What’s more, if you are a part of the teaching staff, you can pay for your coffee with cash.

However, if you are a student then to get your cup of coffee (or tea), the currency that you need to pay with is data – your personal data (name, email ID, mobile number, what is your major, your college ID no, details of internship already completed, your IT skills, Hacker Rank Score, awards that you have won, which industry you are interested in, etc) in an online form.

By doing this, the students are then open to receiving information from corporates who want to reach this set of people. These information could be in the form of advertisements, offers, surveys or at times invitation to participate in an event of sorts.

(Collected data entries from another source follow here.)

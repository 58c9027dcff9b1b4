//! Append-only flat vector index with exact inner-product search.
//!
//! File format (little-endian):
//!
//!   Magic: "LRVI" (4 bytes)
//!   Version: u16
//!   Dimension: u32
//!   Count: u64
//!   Vectors: Count × Dimension × f32, row-major, row i is chunk id i
//!   Checksum: blake3 of everything above (32 bytes)
//!
//! Rows are never removed or reordered; row offsets are the chunk ids stored in
//! the metadata sidecar.

use crate::error::{RagError, Result};
use rayon::prelude::*;
use std::cmp::Ordering;
use std::io::Write;
use std::path::Path;
use tracing::warn;

pub const VECTOR_MAGIC: [u8; 4] = *b"LRVI";
pub const VECTOR_VERSION: u16 = 1;
const HEADER_LEN: usize = 4 + 2 + 4 + 8;
const CHECKSUM_LEN: usize = 32;

/// How `FlatIndex::open` obtained its contents
#[derive(Debug, Clone, PartialEq, Eq)]
pub enum LoadOutcome {
    /// No file on disk yet
    Fresh,
    Loaded,
    /// The file was unreadable; an empty index replaces it
    Recovered { reason: String },
}

#[derive(Debug, Clone, PartialEq)]
pub struct FlatIndex {
    dimension: usize,
    data: Vec<f32>,
}

impl FlatIndex {
    pub fn new(dimension: usize) -> Self {
        Self {
            dimension,
            data: Vec::new(),
        }
    }

    pub fn dimension(&self) -> usize {
        self.dimension
    }

    /// Number of rows, tombstoned ones included
    pub fn len(&self) -> usize {
        if self.dimension == 0 {
            0
        } else {
            self.data.len() / self.dimension
        }
    }

    pub fn is_empty(&self) -> bool {
        self.len() == 0
    }

    pub fn vector(&self, row: usize) -> Option<&[f32]> {
        let start = row.checked_mul(self.dimension)?;
        self.data.get(start..start + self.dimension)
    }

    /// Append rows; all rows are checked before any is added
    pub fn add(&mut self, vectors: &[Vec<f32>]) -> Result<()> {
        if let Some(bad) = vectors.iter().find(|v| v.len() != self.dimension) {
            return Err(RagError::DimensionMismatch {
                expected: self.dimension,
                actual: bad.len(),
            });
        }
        self.data.reserve(vectors.len() * self.dimension);
        for vector in vectors {
            self.data.extend_from_slice(vector);
        }
        Ok(())
    }

    /// Drop rows from `len` onward
    pub(crate) fn truncate(&mut self, len: usize) {
        self.data.truncate(len * self.dimension);
    }

    /// Top `top_n` rows by descending inner product, ties broken by row id
    pub fn search(&self, query: &[f32], top_n: usize) -> Result<Vec<(u64, f32)>> {
        if query.len() != self.dimension {
            return Err(RagError::DimensionMismatch {
                expected: self.dimension,
                actual: query.len(),
            });
        }
        if self.is_empty() || top_n == 0 {
            return Ok(Vec::new());
        }

        let mut scored: Vec<(u64, f32)> = self
            .data
            .par_chunks(self.dimension)
            .enumerate()
            .map(|(row, vector)| {
                let score = vector.iter().zip(query).map(|(a, b)| a * b).sum::<f32>();
                (row as u64, score)
            })
            .collect();

        scored.sort_by(|a, b| {
            b.1.partial_cmp(&a.1)
                .unwrap_or(Ordering::Equal)
                .then(a.0.cmp(&b.0))
        });
        scored.truncate(top_n);
        Ok(scored)
    }

    pub fn to_bytes(&self) -> Vec<u8> {
        let mut bytes = Vec::with_capacity(HEADER_LEN + self.data.len() * 4 + CHECKSUM_LEN);
        bytes.extend_from_slice(&VECTOR_MAGIC);
        bytes.extend_from_slice(&VECTOR_VERSION.to_le_bytes());
        bytes.extend_from_slice(&(self.dimension as u32).to_le_bytes());
        bytes.extend_from_slice(&(self.len() as u64).to_le_bytes());
        for value in &self.data {
            bytes.extend_from_slice(&value.to_le_bytes());
        }
        let checksum = blake3::hash(&bytes);
        bytes.extend_from_slice(checksum.as_bytes());
        bytes
    }

    pub fn from_bytes(bytes: &[u8]) -> Result<Self> {
        let corrupt = |msg: &str| RagError::Store(format!("corrupt vector index: {msg}"));

        if bytes.len() < HEADER_LEN + CHECKSUM_LEN {
            return Err(corrupt("file too short"));
        }
        let (body, checksum) = bytes.split_at(bytes.len() - CHECKSUM_LEN);
        if blake3::hash(body).as_bytes() != checksum {
            return Err(corrupt("checksum mismatch"));
        }
        if body[0..4] != VECTOR_MAGIC {
            return Err(corrupt("bad magic"));
        }
        let version = u16::from_le_bytes([body[4], body[5]]);
        if version != VECTOR_VERSION {
            return Err(corrupt(&format!("unsupported version {version}")));
        }
        let dimension = u32::from_le_bytes([body[6], body[7], body[8], body[9]]) as usize;
        let mut count_bytes = [0u8; 8];
        count_bytes.copy_from_slice(&body[10..18]);
        let count = u64::from_le_bytes(count_bytes) as usize;

        let payload = &body[HEADER_LEN..];
        let expected_len = count
            .checked_mul(dimension)
            .and_then(|n| n.checked_mul(4))
            .ok_or_else(|| corrupt("size overflow"))?;
        if payload.len() != expected_len {
            return Err(corrupt("length does not match header"));
        }

        let data = payload
            .chunks_exact(4)
            .map(|c| f32::from_le_bytes([c[0], c[1], c[2], c[3]]))
            .collect();
        Ok(Self { dimension, data })
    }

    /// Write to a temp file in the same directory, then atomically rename over `path`
    pub fn persist(&self, path: &Path) -> Result<()> {
        let dir = path
            .parent()
            .ok_or_else(|| RagError::Store(format!("no parent directory for {}", path.display())))?;
        std::fs::create_dir_all(dir)?;

        let mut tmp = tempfile::NamedTempFile::new_in(dir)?;
        tmp.write_all(&self.to_bytes())?;
        tmp.as_file().sync_all()?;
        tmp.persist(path).map_err(|e| RagError::Io(e.error))?;
        Ok(())
    }

    /// Read the index at `path`.
    ///
    /// A missing file gives an empty index. An unreadable or corrupt file also
    /// gives an empty index, reported as `LoadOutcome::Recovered`. A valid file
    /// with a different dimension is an error: it belongs to another model.
    pub fn open(path: &Path, dimension: usize) -> Result<(Self, LoadOutcome)> {
        let bytes = match std::fs::read(path) {
            Ok(bytes) => bytes,
            Err(e) if e.kind() == std::io::ErrorKind::NotFound => {
                return Ok((Self::new(dimension), LoadOutcome::Fresh));
            }
            Err(e) => {
                warn!("Vector index {} unreadable, starting empty: {}", path.display(), e);
                return Ok((
                    Self::new(dimension),
                    LoadOutcome::Recovered {
                        reason: e.to_string(),
                    },
                ));
            }
        };

        match Self::from_bytes(&bytes) {
            Ok(index) if index.dimension != dimension => Err(RagError::DimensionMismatch {
                expected: dimension,
                actual: index.dimension,
            }),
            Ok(index) => Ok((index, LoadOutcome::Loaded)),
            Err(e) => {
                warn!("Vector index {} is corrupt, starting empty: {}", path.display(), e);
                Ok((
                    Self::new(dimension),
                    LoadOutcome::Recovered {
                        reason: e.to_string(),
                    },
                ))
            }
        }
    }
}
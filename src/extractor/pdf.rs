use crate::error::{RagError, Result};
use crate::extractor::r#trait::{ExtractedText, TextExtractor};
use std::path::{Path, PathBuf};
use tracing::debug;

/// PDF text extractor: per-page text via lopdf, whole-document pdf-extract fallback
pub struct PdfExtractor;

impl PdfExtractor {
    pub fn new() -> Self {
        Self
    }

    fn extract_pages(path: &Path) -> Result<Vec<(u32, String)>> {
        use lopdf::Document;

        let doc = Document::load(path)
            .map_err(|e| RagError::Extraction(format!("Failed to load PDF {}: {e}", path.display())))?;

        // a page that fails to decode contributes empty text, the rest still count
        let pages: Vec<(u32, String)> = doc
            .get_pages()
            .keys()
            .enumerate()
            .map(|(i, page_num)| {
                let text = doc.extract_text(&[*page_num]).unwrap_or_else(|e| {
                    debug!("page {} of {} unreadable: {}", page_num, path.display(), e);
                    String::new()
                });
                (i as u32 + 1, text)
            })
            .collect();

        if pages.iter().any(|(_, t)| !t.trim().is_empty()) {
            return Ok(pages);
        }

        Ok(Self::extract_with_pdf_extract(path).unwrap_or(pages))
    }

    /// pdf-extract separates pages with form feeds
    fn extract_with_pdf_extract(path: &Path) -> Option<Vec<(u32, String)>> {
        let owned = path.to_path_buf();
        // pdf-extract panics on some malformed inputs
        let text = std::panic::catch_unwind(move || pdf_extract::extract_text(&owned))
            .ok()?
            .ok()?;
        if text.trim().is_empty() {
            return None;
        }
        Some(split_form_feeds(&text))
    }
}

impl Default for PdfExtractor {
    fn default() -> Self {
        Self::new()
    }
}

fn split_form_feeds(text: &str) -> Vec<(u32, String)> {
    text.split('\u{000C}')
        .enumerate()
        .map(|(i, page)| (i as u32 + 1, page.to_string()))
        .collect()
}

#[async_trait::async_trait]
impl TextExtractor for PdfExtractor {
    async fn extract(&self, path: &Path) -> Result<ExtractedText> {
        let path: PathBuf = path.to_path_buf();
        let pages = tokio::task::spawn_blocking(move || Self::extract_pages(&path))
            .await
            .map_err(|e| RagError::Extraction(e.to_string()))??;
        Ok(ExtractedText::paged(pages))
    }

    fn supports_extension(&self, ext: &str) -> bool {
        matches!(ext.to_lowercase().as_str(), "pdf")
    }
}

The café also serves as the third place for students, after college and home, to chill out, study or engage in career related discussions (which the café organises) and do their work with the free wi-fi.

I believe that this is probably the first successful model where a user gets paid (in kind) for their data and has full control on what information they want to share and know beforehand what their data will be used for.

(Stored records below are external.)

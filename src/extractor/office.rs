//! Word and PowerPoint documents: OOXML zip containers parsed with quick-xml.

use crate::error::{RagError, Result};
use crate::extractor::r#trait::{ExtractedText, TextExtractor};
use quick_xml::events::{BytesStart, Event};
use quick_xml::Reader;
use std::collections::HashMap;
use std::fs::File;
use std::io::Read;
use std::path::{Path, PathBuf};
use tracing::debug;
use zip::ZipArchive;

const LINE_BREAKS: &[&[u8]] = &[b"w:br", b"w:cr", b"a:br"];

/// Collect paragraph text from an OOXML part.
///
/// Only character data inside `text_tag` elements counts; each closing
/// `paragraph_tag` ends a paragraph. Run-level tabs and line breaks become
/// `\t` and `\n`.
fn collect_paragraphs(xml: &str, text_tag: &[u8], paragraph_tag: &[u8]) -> Result<Vec<String>> {
    let mut reader = Reader::from_str(xml);
    let mut paragraphs = Vec::new();
    let mut current = String::new();
    let mut in_text = false;
    // <w:tab/> inside <w:tabs> declares a tab stop, not a tab character
    let mut in_tab_stops = false;

    loop {
        match reader.read_event() {
            Ok(Event::Start(e)) if e.name().as_ref() == text_tag => in_text = true,
            Ok(Event::End(e)) if e.name().as_ref() == text_tag => in_text = false,
            Ok(Event::Start(e)) if e.name().as_ref() == b"w:tabs" => in_tab_stops = true,
            Ok(Event::End(e)) if e.name().as_ref() == b"w:tabs" => in_tab_stops = false,
            Ok(Event::Start(e)) | Ok(Event::Empty(e)) if LINE_BREAKS.contains(&e.name().as_ref()) => {
                current.push('\n');
            }
            Ok(Event::Empty(e)) if e.name().as_ref() == b"w:tab" && !in_tab_stops => current.push('\t'),
            Ok(Event::End(e)) if e.name().as_ref() == paragraph_tag => {
                paragraphs.push(std::mem::take(&mut current));
            }
            Ok(Event::Text(e)) if in_text => {
                let text = e
                    .unescape()
                    .map_err(|err| RagError::Extraction(format!("xml text: {err}")))?;
                current.push_str(&text);
            }
            Ok(Event::Eof) => break,
            Err(e) => return Err(RagError::Extraction(format!("xml parse error: {e}"))),
            _ => {}
        }
    }

    if !current.is_empty() {
        paragraphs.push(current);
    }
    Ok(paragraphs)
}

fn open_archive(path: &Path) -> Result<ZipArchive<File>> {
    let file = File::open(path)?;
    ZipArchive::new(file)
        .map_err(|e| RagError::Extraction(format!("Failed to read archive {}: {e}", path.display())))
}

fn read_entry(archive: &mut ZipArchive<File>, name: &str) -> Result<String> {
    let mut entry = archive
        .by_name(name)
        .map_err(|e| RagError::Extraction(format!("missing {name}: {e}")))?;
    let mut xml = String::new();
    entry.read_to_string(&mut xml)?;
    Ok(xml)
}

/// Call `f` on every `tag` element of `xml`, in document order
fn for_each_element(xml: &str, tag: &[u8], mut f: impl FnMut(&BytesStart)) -> Result<()> {
    let mut reader = Reader::from_str(xml);
    loop {
        match reader.read_event() {
            Ok(Event::Start(e)) | Ok(Event::Empty(e)) if e.name().as_ref() == tag => f(&e),
            Ok(Event::Eof) => return Ok(()),
            Err(e) => return Err(RagError::Extraction(format!("xml parse error: {e}"))),
            _ => {}
        }
    }
}

fn attribute(element: &BytesStart, key: &[u8]) -> Option<String> {
    element
        .attributes()
        .flatten()
        .find(|attr| attr.key.as_ref() == key)
        .and_then(|attr| attr.unescape_value().ok().map(|v| v.into_owned()))
}

/// Slide parts in presentation order, following `p:sldIdLst` through the
/// presentation relationships
fn presentation_order(archive: &mut ZipArchive<File>) -> Result<Vec<String>> {
    let presentation = read_entry(archive, "ppt/presentation.xml")?;
    let rels = read_entry(archive, "ppt/_rels/presentation.xml.rels")?;

    let mut targets = HashMap::new();
    for_each_element(&rels, b"Relationship", |e| {
        if let (Some(id), Some(target)) = (attribute(e, b"Id"), attribute(e, b"Target")) {
            targets.insert(id, target);
        }
    })?;

    let mut order = Vec::new();
    for_each_element(&presentation, b"p:sldId", |e| {
        if let Some(target) = attribute(e, b"r:id").and_then(|id| targets.get(&id)) {
            order.push(match target.strip_prefix('/') {
                Some(absolute) => absolute.to_string(),
                None => format!("ppt/{target}"),
            });
        }
    })?;
    Ok(order)
}

/// Slide number from `ppt/slides/slideN.xml`
fn slide_number(name: &str) -> Option<u32> {
    name.strip_prefix("ppt/slides/slide")?
        .strip_suffix(".xml")?
        .parse()
        .ok()
}

/// .docx: paragraph text joined by newlines, unpaged
pub struct DocxExtractor;

impl DocxExtractor {
    pub fn new() -> Self {
        Self
    }

    fn extract_blocking(path: &Path) -> Result<String> {
        let mut archive = open_archive(path)?;
        let xml = read_entry(&mut archive, "word/document.xml")?;
        Ok(collect_paragraphs(&xml, b"w:t", b"w:p")?.join("\n"))
    }
}

impl Default for DocxExtractor {
    fn default() -> Self {
        Self::new()
    }
}

#[async_trait::async_trait]
impl TextExtractor for DocxExtractor {
    async fn extract(&self, path: &Path) -> Result<ExtractedText> {
        let path: PathBuf = path.to_path_buf();
        let text = tokio::task::spawn_blocking(move || Self::extract_blocking(&path))
            .await
            .map_err(|e| RagError::Extraction(e.to_string()))??;
        Ok(ExtractedText::unpaged(text))
    }

    fn supports_extension(&self, ext: &str) -> bool {
        matches!(ext.to_lowercase().as_str(), "docx")
    }
}

/// .pptx: one page per slide, in presentation order
///
/// Decks without a usable slide list fall back to slide-number order.
pub struct PptxExtractor;

impl PptxExtractor {
    pub fn new() -> Self {
        Self
    }

    fn extract_blocking(path: &Path) -> Result<Vec<(u32, String)>> {
        let mut archive = open_archive(path)?;

        let slides = match presentation_order(&mut archive) {
            Ok(order) if !order.is_empty() => order,
            result => {
                if let Err(e) = result {
                    debug!("No slide list in {}: {}", path.display(), e);
                }
                let mut numbered: Vec<(u32, String)> = archive
                    .file_names()
                    .filter_map(|name| slide_number(name).map(|n| (n, name.to_string())))
                    .collect();
                numbered.sort_by_key(|(n, _)| *n);
                numbered.into_iter().map(|(_, name)| name).collect()
            }
        };

        let mut pages = Vec::with_capacity(slides.len());
        for (i, name) in slides.iter().enumerate() {
            // a broken slide degrades to an empty page
            let text = read_entry(&mut archive, name)
                .and_then(|xml| collect_paragraphs(&xml, b"a:t", b"a:p"))
                .map(|paragraphs| paragraphs.join("\n"))
                .unwrap_or_default();
            pages.push((i as u32 + 1, text));
        }
        Ok(pages)
    }
}

impl Default for PptxExtractor {
    fn default() -> Self {
        Self::new()
    }
}

#[async_trait::async_trait]
impl TextExtractor for PptxExtractor {
    async fn extract(&self, path: &Path) -> Result<ExtractedText> {
        let path: PathBuf = path.to_path_buf();
        let pages = tokio::task::spawn_blocking(move || Self::extract_blocking(&path))
            .await
            .map_err(|e| RagError::Extraction(e.to_string()))??;
        Ok(ExtractedText::paged(pages))
    }

    fn supports_extension(&self, ext: &str) -> bool {
        matches!(ext.to_lowercase().as_str(), "pptx")
    }
}

#[cfg(test)]
pub(crate) mod tests {
    use super::*;
    use std::io::Write;
    use tempfile::TempDir;
    use zip::write::FileOptions;
    use zip::ZipWriter;

    pub(crate) fn write_docx(path: &Path, paragraphs: &[&str]) {
        let body: String = paragraphs
            .iter()
            .map(|p| format!("<w:p><w:r><w:t>{p}</w:t></w:r></w:p>"))
            .collect();
        let xml = format!(
            r#"<?xml version="1.0" encoding="UTF-8"?><w:document xmlns:w="http://schemas.openxmlformats.org/wordprocessingml/2006/main"><w:body>{body}</w:body></w:document>"#
        );
        let mut zip = ZipWriter::new(File::create(path).unwrap());
        zip.start_file("word/document.xml", FileOptions::default()).unwrap();
        zip.write_all(xml.as_bytes()).unwrap();
        zip.finish().unwrap();
    }

    pub(crate) fn write_pptx(path: &Path, slides: &[&str]) {
        let mut zip = ZipWriter::new(File::create(path).unwrap());
        // written out of order on purpose; slide10 must sort after slide2
        let mut order: Vec<usize> = (0..slides.len()).collect();
        order.reverse();
        for i in order {
            let xml = format!(
                r#"<p:sld xmlns:p="p" xmlns:a="a"><p:txBody><a:p><a:r><a:t>{}</a:t></a:r></a:p></p:txBody></p:sld>"#,
                slides[i]
            );
            zip.start_file(format!("ppt/slides/slide{}.xml", i + 1), FileOptions::default())
                .unwrap();
            zip.write_all(xml.as_bytes()).unwrap();
        }
        zip.start_file("ppt/presentation.xml", FileOptions::default()).unwrap();
        zip.write_all(b"<p:presentation/>").unwrap();
        zip.finish().unwrap();
    }

    #[test]
    fn test_collect_paragraphs_keeps_run_spacing() {
        let xml = r#"<w:body><w:p><w:r><w:t xml:space="preserve">Hello </w:t></w:r><w:r><w:t>world</w:t></w:r></w:p><w:p><w:r><w:t>A &amp; B</w:t></w:r></w:p></w:body>"#;
        let paragraphs = collect_paragraphs(xml, b"w:t", b"w:p").unwrap();
        assert_eq!(paragraphs, vec!["Hello world".to_string(), "A & B".to_string()]);
    }

    /// Deck whose slide list shows `slides` parts in `order` (1-based part numbers)
    fn write_pptx_with_order(path: &Path, slides: &[&str], order: &[usize]) {
        let mut zip = ZipWriter::new(File::create(path).unwrap());
        for (i, text) in slides.iter().enumerate() {
            let xml = format!(
                r#"<p:sld xmlns:p="p" xmlns:a="a"><p:txBody><a:p><a:r><a:t>{text}</a:t></a:r></a:p></p:txBody></p:sld>"#
            );
            zip.start_file(format!("ppt/slides/slide{}.xml", i + 1), FileOptions::default())
                .unwrap();
            zip.write_all(xml.as_bytes()).unwrap();
        }

        let ids: String = order
            .iter()
            .enumerate()
            .map(|(i, n)| format!(r#"<p:sldId id="{}" r:id="rId{n}"/>"#, 256 + i))
            .collect();
        zip.start_file("ppt/presentation.xml", FileOptions::default()).unwrap();
        zip.write_all(format!(r#"<p:presentation xmlns:p="p" xmlns:r="r"><p:sldIdLst>{ids}</p:sldIdLst></p:presentation>"#).as_bytes())
            .unwrap();

        let rels: String = (1..=slides.len())
            .map(|n| format!(r#"<Relationship Id="rId{n}" Type="slide" Target="slides/slide{n}.xml"/>"#))
            .collect();
        zip.start_file("ppt/_rels/presentation.xml.rels", FileOptions::default()).unwrap();
        zip.write_all(format!("<Relationships>{rels}</Relationships>").as_bytes())
            .unwrap();
        zip.finish().unwrap();
    }

    #[test]
    fn test_collect_paragraphs_tabs_and_breaks() {
        let xml = r#"<w:body><w:p><w:pPr><w:tabs><w:tab w:val="left" w:pos="720"/></w:tabs></w:pPr><w:r><w:t>Name</w:t><w:tab/><w:t>Value</w:t><w:br/><w:t>Next line</w:t></w:r></w:p></w:body>"#;
        let paragraphs = collect_paragraphs(xml, b"w:t", b"w:p").unwrap();
        assert_eq!(paragraphs, vec!["Name\tValue\nNext line".to_string()]);

        let slide = r#"<p:txBody><a:p><a:r><a:t>Title</a:t></a:r><a:br><a:rPr/></a:br><a:r><a:t>Subtitle</a:t></a:r></a:p></p:txBody>"#;
        let paragraphs = collect_paragraphs(slide, b"a:t", b"a:p").unwrap();
        assert_eq!(paragraphs, vec!["Title\nSubtitle".to_string()]);
    }

    #[tokio::test]
    async fn test_pptx_follows_presentation_slide_list() {
        let dir = TempDir::new().unwrap();
        let path = dir.path().join("reordered.pptx");
        write_pptx_with_order(&path, &["Made first", "Made second", "Made third"], &[3, 1, 2]);

        let pages = PptxExtractor::new().extract(&path).await.unwrap().pages.unwrap();
        assert_eq!(
            pages,
            vec![
                (1, "Made third".to_string()),
                (2, "Made first".to_string()),
                (3, "Made second".to_string()),
            ]
        );
    }

    #[test]
    fn test_slide_number() {
        assert_eq!(slide_number("ppt/slides/slide12.xml"), Some(12));
        assert_eq!(slide_number("ppt/slides/_rels/slide1.xml.rels"), None);
        assert_eq!(slide_number("ppt/slideLayouts/slideLayout1.xml"), None);
    }

    #[tokio::test]
    async fn test_docx_extraction() {
        let dir = TempDir::new().unwrap();
        let path = dir.path().join("memo.docx");
        write_docx(&path, &["First paragraph.", "Second paragraph."]);

        let extracted = DocxExtractor::new().extract(&path).await.unwrap();
        assert_eq!(extracted.text, "First paragraph.\nSecond paragraph.");
        assert!(extracted.pages.is_none());
    }

    #[tokio::test]
    async fn test_pptx_extraction_is_paged_in_slide_order() {
        let dir = TempDir::new().unwrap();
        let path = dir.path().join("deck.pptx");
        let slides: Vec<String> = (1..=10).map(|i| format!("Slide text {i}")).collect();
        let refs: Vec<&str> = slides.iter().map(|s| s.as_str()).collect();
        write_pptx(&path, &refs);

        let extracted = PptxExtractor::new().extract(&path).await.unwrap();
        let pages = extracted.pages.unwrap();
        assert_eq!(pages.len(), 10);
        assert_eq!(pages[0], (1, "Slide text 1".to_string()));
        assert_eq!(pages[1], (2, "Slide text 2".to_string()));
        assert_eq!(pages[9], (10, "Slide text 10".to_string()));
    }

    #[tokio::test]
    async fn test_docx_not_a_zip_is_an_error() {
        let dir = TempDir::new().unwrap();
        let path = dir.path().join("fake.docx");
        std::fs::write(&path, "plain text").unwrap();
        assert!(DocxExtractor::new().extract(&path).await.is_err());
    }
}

On their website, the Japanese-owned cafe states their mission as

“To create a place where students can learn about the professional world and envision their future careers.”

– Shiru Cafe (on their website)

This concept doesn’t come without its share of controversies. In a letter to The Brown Daily Herald, two students called for a boycott of the café citing their own reasons. 

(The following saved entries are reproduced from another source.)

use crate::error::Result;
use crate::extractor::r#trait::{ExtractedText, TextExtractor};
use chardetng::EncodingDetector;
use encoding_rs::Encoding;
use std::path::Path;
use tracing::debug;

/// Plain text and markdown
pub struct PlainTextExtractor;

impl PlainTextExtractor {
    pub fn new() -> Self {
        Self
    }
}

impl Default for PlainTextExtractor {
    fn default() -> Self {
        Self::new()
    }
}

/// Decode raw bytes: BOM-declared encoding first, then UTF-8, then the
/// legacy encoding `chardetng` guesses from the byte statistics.
/// If the guess still leaves malformed sequences the bytes are read as lossy
/// UTF-8 with the undecodable parts dropped.
pub fn decode_text(bytes: &[u8]) -> String {
    if let Some((encoding, bom_len)) = Encoding::for_bom(bytes) {
        let (text, _) = encoding.decode_without_bom_handling(&bytes[bom_len..]);
        return text.into_owned();
    }

    if let Ok(text) = std::str::from_utf8(bytes) {
        return text.to_string();
    }

    let mut detector = EncodingDetector::new();
    detector.feed(bytes, true);
    let encoding = detector.guess(None, false);
    let (text, had_errors) = encoding.decode_without_bom_handling(bytes);
    if had_errors {
        debug!("{} guess left malformed bytes, falling back to lossy UTF-8", encoding.name());
        return lossy_utf8(bytes);
    }
    text.into_owned()
}

fn lossy_utf8(bytes: &[u8]) -> String {
    String::from_utf8_lossy(bytes)
        .chars()
        .filter(|c| *c != char::REPLACEMENT_CHARACTER)
        .collect()
}

#[async_trait::async_trait]
impl TextExtractor for PlainTextExtractor {
    async fn extract(&self, path: &Path) -> Result<ExtractedText> {
        let bytes = tokio::fs::read(path).await?;
        Ok(ExtractedText::unpaged(decode_text(&bytes)))
    }

    fn supports_extension(&self, ext: &str) -> bool {
        matches!(ext.to_lowercase().as_str(), "txt" | "md" | "markdown")
    }
}
//! Deterministic feature-hashing embedder.
//!
//! Each lowercase alphanumeric token adds 1.0 to a bucket chosen by its blake3
//! hash. Texts sharing words get a positive cosine similarity, which is enough
//! for offline use and for tests; it carries no semantics beyond word overlap.

use crate::embeddings::EmbeddingProvider;
use crate::error::Result;

pub struct HashingEmbedder {
    dimension: usize,
}

impl HashingEmbedder {
    pub fn new(dimension: usize) -> Self {
        Self {
            dimension: dimension.max(1),
        }
    }

    fn bucket(&self, token: &str) -> usize {
        let hash = blake3::hash(token.as_bytes());
        let mut bytes = [0u8; 8];
        bytes.copy_from_slice(&hash.as_bytes()[..8]);
        (u64::from_le_bytes(bytes) % self.dimension as u64) as usize
    }

    fn encode(&self, text: &str) -> Vec<f32> {
        let mut vector = vec![0.0f32; self.dimension];
        let lowered = text.to_lowercase();
        for token in lowered
            .split(|c: char| !c.is_alphanumeric())
            .filter(|t| !t.is_empty())
        {
            vector[self.bucket(token)] += 1.0;
        }
        vector
    }
}

impl Default for HashingEmbedder {
    fn default() -> Self {
        Self::new(384)
    }
}

#[async_trait::async_trait]
impl EmbeddingProvider for HashingEmbedder {
    async fn compute_embeddings(&self, texts: &[String]) -> Result<Vec<Vec<f32>>> {
        Ok(texts.iter().map(|t| self.encode(t)).collect())
    }

    fn dimension(&self) -> usize {
        self.dimension
    }
}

However, some students don’t seem to mind giving away all this data to the café. They think that there is nothing about them that one or the other corporate  (Google/Facebook/Amazon/etc) doesn’t know already. There are also concerns about the free wi-fi and the amount of data collected when accessing the same could lead to a whole new level of profiling. But students (most of them at least) don’t seem to mind this and are willing to enjoy their burst of caffeine by sharing their data.

The question then to ask is the following:

  • As a user, do I own the data? Can I control where and how my data is being used? Can I be paid for my data accordingly? What if I want to stop sharing my data? Can I withdraw from the program simply? Will that erase all my data?
  • What other model can be thought of where we put the consumer in charge of their data and pay them for access to their data?

I heard about this story from Rhode Island Public Radio. Listen to the audio here.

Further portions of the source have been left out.